Researchers found that suicide rates for those in this age group have risen 40 percent since 1999, with a noticeable spike between 2007 and 2010, the worst years of this country’s recent recession. While most of the deaths are attributable to existing mental health issues, the study found an association between financial pressures in tough economic times and suicide rates.
“Earlier studies noted a correlation between economic conditions and suicide,” said study author Katherine Hempstead in a news release. “But this study used a unique data set that provides detailed information about circumstances surrounding individual suicides. We can see that there is an increasing share of suicides among middle-aged people where financial or economic distress is cited as a contributing factor.”
The study noted that evidence suggests the middle-aged had more of a struggle during the recession, citing that while one in five younger workers experienced salary reductions, that number rose to one in four for workers aged 50-64.

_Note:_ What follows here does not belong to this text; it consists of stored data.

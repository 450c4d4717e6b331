// Copyright (c) Mysten Labs, Inc.
// SPDX-License-Identifier: Apache-2.0

//! The in-memory key-value store backing execution. Requests carry a
//! serialized [`KvCommand`]; the store applies them in batch order and
//! maintains a rolling digest over the applied payloads so replicas can
//! compare state at checkpoints.

use consensus::ExecutionState;
use crypto::Hash;
use dashmap::DashMap;
use parking_lot::Mutex;
use serde::{Deserialize, Serialize};
use tracing::trace;
use types::Request;

#[derive(Clone, Debug, Serialize, Deserialize)]
pub enum KvCommand {
    Set { key: Vec<u8>, value: Vec<u8> },
    Get { key: Vec<u8> },
}

pub struct KvStore {
    map: DashMap<Vec<u8>, Vec<u8>>,
    /// Digest chained over every applied payload, in execution order.
    digest: Mutex<Hash>,
}

impl Default for KvStore {
    fn default() -> Self {
        Self::new()
    }
}

impl KvStore {
    pub fn new() -> Self {
        Self {
            map: DashMap::new(),
            digest: Mutex::new(Hash::default()),
        }
    }

    pub fn len(&self) -> usize {
        self.map.len()
    }

    pub fn is_empty(&self) -> bool {
        self.map.is_empty()
    }

    fn advance_digest(&self, payload: &[u8]) {
        let mut digest = self.digest.lock();
        let mut bytes = Vec::with_capacity(crypto::DIGEST_LENGTH + payload.len());
        bytes.extend_from_slice(digest.as_bytes());
        bytes.extend_from_slice(payload);
        *digest = Hash::digest(&bytes);
    }
}

#[async_trait::async_trait]
impl ExecutionState for KvStore {
    async fn apply(&self, txn_id: u64, request: &Request) -> Vec<u8> {
        self.advance_digest(&request.payload);
        match bincode::deserialize::<KvCommand>(&request.payload) {
            Ok(KvCommand::Set { key, value }) => {
                trace!("txn {txn_id}: set {} bytes", value.len());
                self.map.insert(key, value.clone());
                value
            }
            Ok(KvCommand::Get { key }) => {
                self.map.get(&key).map(|v| v.value().clone()).unwrap_or_default()
            }
            // Opaque payloads still advance the digest; their result is
            // the payload echoed back.
            Err(_) => request.payload.clone(),
        }
    }

    async fn state_digest(&self) -> Hash {
        *self.digest.lock()
    }
}
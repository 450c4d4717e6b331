// Copyright (c) Mysten Labs, Inc.
// SPDX-License-Identifier: Apache-2.0

use super::*;
use crate::test_utils::{
    certificate, eventually, inject, local_network, make_batch, next_message, spawn_engines,
    test_parameters,
};
use config::committee_fixture;
use crypto::{Hash, NodeId};
use std::collections::{HashMap, HashSet};
use std::sync::Arc;
use std::time::Duration;
use types::{PhaseCertificate, Proposal, QcKind, QuorumCertificate, Vote};

/// Waits until `f + 1` replicas report the same `(txn_id, digest)` on the
/// client's transport, returning the accepted response.
async fn await_acceptance(
    transport: &Arc<crate::test_utils::LocalTransport>,
    validity_threshold: u64,
) -> types::ClientResponse {
    let mut tally: HashMap<(u64, Hash), HashSet<NodeId>> = HashMap::new();
    let deadline = Duration::from_secs(20);
    loop {
        let (_, message) = tokio::time::timeout(deadline, next_message(transport))
            .await
            .expect("no quorum of client responses in time");
        if let Message::ClientResponse(response) = message {
            let voters = tally
                .entry((response.txn_id, response.result_digest))
                .or_default();
            voters.insert(response.node);
            if voters.len() as u64 >= validity_threshold {
                return response;
            }
        }
    }
}

#[tokio::test]
async fn four_replicas_commit_and_answer_the_client() {
    let (committee, keys, client_keys) = committee_fixture(4, 1, 7800);
    let parameters = test_parameters(1, 2, 60_000);
    let network = local_network(&[0, 1, 2, 3, 4]);
    let nodes = spawn_engines(&committee, &keys, &parameters, &network, &[]);

    // The client targets the leader of view 0.
    inject(
        &network,
        &client_keys[0],
        4,
        0,
        Message::ClientBatch(make_batch(4, 0, 2)),
    )
    .await;

    let response = await_acceptance(&network[&4], committee.validity_threshold()).await;
    assert_eq!(response.txn_id, 1);
    assert_eq!(response.view, 0);

    // Every replica executed both transactions in order and advanced to
    // the next slot of the same leader.
    for node in nodes.values() {
        assert!(eventually(5_000, || node.store.applied() == vec![0, 1]).await);
        assert!(eventually(5_000, || node.state.current_view(0) == 4).await);
    }
    for node in nodes.into_values() {
        node.shutdown.send().unwrap();
    }
}

#[tokio::test]
async fn single_replica_orders_alone() {
    // f = 0: one replica is its own quorum.
    let (committee, keys, client_keys) = committee_fixture(1, 1, 7810);
    let parameters = test_parameters(1, 2, 60_000);
    let network = local_network(&[0, 1]);
    let nodes = spawn_engines(&committee, &keys, &parameters, &network, &[]);

    inject(
        &network,
        &client_keys[0],
        1,
        0,
        Message::ClientBatch(make_batch(1, 0, 2)),
    )
    .await;

    let response = await_acceptance(&network[&1], committee.validity_threshold()).await;
    assert_eq!(response.txn_id, 1);
    assert!(eventually(5_000, || nodes[&0].store.applied() == vec![0, 1]).await);
    for node in nodes.into_values() {
        node.shutdown.send().unwrap();
    }
}

#[tokio::test]
async fn parallel_instances_execute_in_global_index_order() {
    let (committee, keys, client_keys) = committee_fixture(4, 1, 7820);
    let parameters = test_parameters(2, 2, 60_000);
    let network = local_network(&[0, 1, 2, 3, 4]);
    let nodes = spawn_engines(&committee, &keys, &parameters, &network, &[]);

    // Two batches race through independent instances: node 0 leads
    // instance 0 and node 1 leads instance 1 at view 0.
    inject(
        &network,
        &client_keys[0],
        4,
        1,
        Message::ClientBatch(make_batch(4, 100, 2)),
    )
    .await;
    inject(
        &network,
        &client_keys[0],
        4,
        0,
        Message::ClientBatch(make_batch(4, 0, 2)),
    )
    .await;

    // However the decides interleave, execution merges by global index:
    // instance 0 owns batch 0 (txns 0-1), instance 1 owns batch 1
    // (txns 2-3).
    for node in nodes.values() {
        assert!(eventually(10_000, || node.store.applied().len() == 4).await);
        assert_eq!(node.store.applied(), vec![0, 1, 2, 3]);
    }
    for node in nodes.into_values() {
        node.shutdown.send().unwrap();
    }
}

#[tokio::test]
async fn crashed_leader_is_replaced_and_its_batch_survives() {
    let (committee, keys, client_keys) = committee_fixture(4, 1, 7830);
    let parameters = test_parameters(1, 2, 500);
    let network = local_network(&[0, 1, 2, 3, 4]);
    // Node 0 crashed after broadcasting its proposal and the prepared
    // certificate: its engine never runs.
    let nodes = spawn_engines(&committee, &keys, &parameters, &network, &[0]);

    let batch = make_batch(4, 0, 2);
    let hash = batch.digest();
    let proposal = Proposal {
        txn_id: 1,
        instance: 0,
        view: 0,
        batch_hash: hash,
        justify: QuorumCertificate::genesis(),
        batch,
    };
    for dest in [1u64, 2, 3] {
        inject(
            &network,
            &keys[0],
            0,
            dest,
            Message::Proposal(proposal.clone()),
        )
        .await;
    }
    // The prepared certificate of view 0 made it out before the crash.
    let prepared = certificate(QcKind::Prepare, 0, 0, hash, &keys, 3);
    for dest in [1u64, 2, 3] {
        inject(
            &network,
            &keys[0],
            0,
            dest,
            Message::PreCommit(PhaseCertificate {
                txn_id: 1,
                instance: 0,
                view: 0,
                qc: prepared.clone(),
            }),
        )
        .await;
    }

    // Timers expire, NewViews gather at node 1 (leader of view 1), the
    // batch is re-proposed and decides under the new view.
    let response = await_acceptance(&network[&4], committee.validity_threshold()).await;
    assert_eq!(response.txn_id, 1);
    assert_eq!(response.view, 1);

    for node in nodes.values() {
        assert!(eventually(5_000, || node.store.applied() == vec![0, 1]).await);
        assert!(node.state.stopped_nodes.contains(&0));
    }
    for node in nodes.into_values() {
        node.shutdown.send().unwrap();
    }
}

#[tokio::test]
async fn stable_checkpoints_reclaim_old_state() {
    let (committee, keys, client_keys) = committee_fixture(4, 1, 7840);
    let mut parameters = test_parameters(1, 1, 60_000);
    parameters.txn_per_checkpoint = 2;
    let network = local_network(&[0, 1, 2, 3, 4]);
    let nodes = spawn_engines(&committee, &keys, &parameters, &network, &[]);

    // Four single-transaction batches; checkpoints land after batches 1
    // and 3.
    for i in 0u64..4 {
        inject(
            &network,
            &client_keys[0],
            4,
            0,
            Message::ClientBatch(make_batch(4, i, 1)),
        )
        .await;
    }

    for node in nodes.values() {
        assert!(eventually(15_000, || node.store.applied().len() == 4).await);
        assert!(
            eventually(10_000, || node.state.last_stable_checkpoint() >= 1).await,
            "checkpoint should stabilize"
        );
        assert!(eventually(10_000, || node.state.txn_table.last_deleted() >= 2).await);
        assert!(!node.state.txn_table.contains(0));
    }

    // A delayed vote for a reclaimed batch bounces off the window check.
    let stale = Vote::new(QcKind::Prepare, 0, 0, 0, Hash::digest(b"gone"), 1, &keys[1]);
    inject(&network, &keys[1], 1, 0, Message::PrepareVote(stale)).await;
    tokio::time::sleep(Duration::from_millis(200)).await;
    assert!(!nodes[&0].state.txn_table.contains(0));

    for node in nodes.into_values() {
        node.shutdown.send().unwrap();
    }
}

#[tokio::test]
async fn view_changes_disabled_means_no_rotation() {
    let (committee, keys, client_keys) = committee_fixture(4, 1, 7850);
    let mut parameters = test_parameters(1, 2, 200);
    parameters.flags.view_changes = false;
    let network = local_network(&[0, 1, 2, 3, 4]);
    // The leader is down and nobody may rotate away from it.
    let nodes = spawn_engines(&committee, &keys, &parameters, &network, &[0]);

    let batch = make_batch(4, 0, 2);
    let proposal = Proposal {
        txn_id: 1,
        instance: 0,
        view: 0,
        batch_hash: batch.digest(),
        justify: QuorumCertificate::genesis(),
        batch,
    };
    for dest in [1u64, 2, 3] {
        inject(
            &network,
            &keys[0],
            0,
            dest,
            Message::Proposal(proposal.clone()),
        )
        .await;
    }

    tokio::time::sleep(Duration::from_secs(1)).await;
    for node in nodes.values() {
        assert_eq!(node.state.current_view(0), 0);
        assert!(node.state.stopped_nodes.is_empty());
        assert!(node.store.applied().is_empty());
    }
    for node in nodes.into_values() {
        node.shutdown.send().unwrap();
    }
}
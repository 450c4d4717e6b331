// Copyright (c) Mysten Labs, Inc.
// SPDX-License-Identifier: Apache-2.0

//! Leader-side batch intake. The proposer queues client batches and, for
//! every instance this node currently leads, turns them into proposals:
//! assigns the global index, loops the proposal back to the owning worker
//! (the leader's own share is the first vote) and broadcasts it.

use crate::engine::{Outbound, ProposerCommand};
use crate::metrics::ConsensusMetrics;
use crate::state::EngineState;
use crypto::NodeId;
use std::collections::VecDeque;
use std::sync::Arc;
use tokio::task::JoinHandle;
use tracing::{debug, info, warn};
use types::{
    metered_channel::{Receiver, Sender},
    ClientBatch, ConditionalBroadcastReceiver, Message, Proposal,
};

/// Proposals a leader may pipeline ahead of its last decided slot when
/// the dedicated proposal task is enabled. Without it, one at a time.
const MAX_PIPELINED: u64 = 4;

pub struct Proposer {
    node: NodeId,
    state: Arc<EngineState>,

    /// Batches accepted from clients, waiting for a leadership slot.
    pending: VecDeque<ClientBatch>,
    /// Per-instance view the next proposal will occupy.
    next_send_view: Vec<u64>,
    /// Per-instance proposals in flight (proposed, not decided).
    inflight: Vec<u64>,

    rx_commands: Receiver<ProposerCommand>,
    tx_workers: Vec<Sender<(NodeId, Message)>>,
    tx_output: Sender<Outbound>,
    rx_shutdown: ConditionalBroadcastReceiver,
    metrics: Arc<ConsensusMetrics>,
}

impl Proposer {
    #[allow(clippy::too_many_arguments)]
    #[must_use]
    pub fn spawn(
        state: Arc<EngineState>,
        rx_commands: Receiver<ProposerCommand>,
        tx_workers: Vec<Sender<(NodeId, Message)>>,
        tx_output: Sender<Outbound>,
        rx_shutdown: ConditionalBroadcastReceiver,
        metrics: Arc<ConsensusMetrics>,
    ) -> JoinHandle<()> {
        tokio::spawn(async move {
            let instances = state.instances() as usize;
            Self {
                node: state.node_id,
                state,
                pending: VecDeque::new(),
                next_send_view: vec![0; instances],
                inflight: vec![0; instances],
                rx_commands,
                tx_workers,
                tx_output,
                rx_shutdown,
                metrics,
            }
            .run()
            .await;
        })
    }

    fn max_inflight(&self) -> u64 {
        if self.state.parameters.flags.proposal_thread {
            MAX_PIPELINED
        } else {
            1
        }
    }

    fn pending_bound(&self) -> usize {
        self.state.parameters.channel_capacity
    }

    async fn handle_command(&mut self, command: ProposerCommand) {
        match command {
            ProposerCommand::Batch(batch) => {
                if self.pending.len() >= self.pending_bound() {
                    debug!("client batch queue full, dropping batch");
                    self.metrics
                        .dropped_messages
                        .with_label_values(&["client_queue_full"])
                        .inc();
                } else {
                    self.pending.push_back(batch);
                }
            }
            ProposerCommand::ViewReady { instance, view } => {
                let slot = &mut self.next_send_view[instance as usize];
                *slot = (*slot).max(view);
            }
            ProposerCommand::Decided { instance } => {
                let count = &mut self.inflight[instance as usize];
                *count = count.saturating_sub(1);
            }
            ProposerCommand::Reset {
                instance,
                next_view,
                inflight,
            } => {
                // A view change re-anchored the instance.
                self.next_send_view[instance as usize] = next_view;
                self.inflight[instance as usize] = inflight;
            }
        }
        self.try_propose().await;
    }

    /// Proposes as much pending work as current leadership and the
    /// pipelining bound allow.
    async fn try_propose(&mut self) {
        let instances = self.state.instances();
        let batch_size = self.state.parameters.batch_size;
        let n = self.state.committee.size() as u64;

        for instance in 0..instances {
            loop {
                let view = self.next_send_view[instance as usize];
                if self.state.committee.leader(instance, view) != self.node
                    || self.inflight[instance as usize] >= self.max_inflight()
                    || self.pending.is_empty()
                {
                    break;
                }
                let batch = self
                    .pending
                    .pop_front()
                    .expect("pending queue checked non-empty");

                let index = self.state.assign_index(instance);
                let txn_id = index * batch_size + batch_size - 1;
                let proposal = Proposal {
                    txn_id,
                    instance,
                    view,
                    batch_hash: batch.digest(),
                    justify: self.state.prepared_qc(instance),
                    batch,
                };
                info!(
                    "proposing batch {} (txn {}) on instance {} at view {}",
                    index, txn_id, instance, view
                );
                self.metrics.proposals_made.inc();

                // Loop back first so the worker owns the manager before
                // any remote vote can race in.
                if self
                    .tx_workers[instance as usize]
                    .send((self.node, Message::Proposal(proposal.clone())))
                    .await
                    .is_err()
                {
                    warn!("worker channel closed, node is shutting down");
                    return;
                }
                if self
                    .tx_output
                    .send(Outbound::Broadcast {
                        message: Message::Proposal(proposal),
                    })
                    .await
                    .is_err()
                {
                    return;
                }

                self.next_send_view[instance as usize] = view + n;
                self.inflight[instance as usize] += 1;
            }
        }
    }

    async fn run(mut self) {
        info!("Proposer on node {} has started successfully.", self.node);
        loop {
            tokio::select! {
                Some(command) = self.rx_commands.recv() => {
                    self.handle_command(command).await;
                },

                _ = self.rx_shutdown.receiver.recv() => {
                    return;
                }
            }
        }
    }
}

“Middle-agers often feel financial pressure related to caring for their own family,” says Dr. Kevin Krippner, a licensed clinical psychologist at Advocate BroMenn Medical Center in Normal, Ill. “Money is needed for today’s expenses as well as planning for the future, such as college tuition for children and retirement. Financial pressures can cause emotional distress and pain.”
“Human resource departments, employee assistance programs, state and local employment agencies, credit counselors, and others who interact with those in financial distress should improve their ability to recognize people at risk and make referrals,” according to the authors.
They add that access to crisis counseling and other mental health services on an emergency basis, often provided at times of natural disaster, should also be considered for economic crises.
“Persons who are thinking about suicide are in some type of physical or emotional pain and may be unable to see ways to reduce that pain except for suicide,” says Dr. Krippner. “If you know someone who may be thinking about suicide, certainly the best response is to be direct and ask if they are thinking about suicide. If say they are, try to get them professional help immediately.”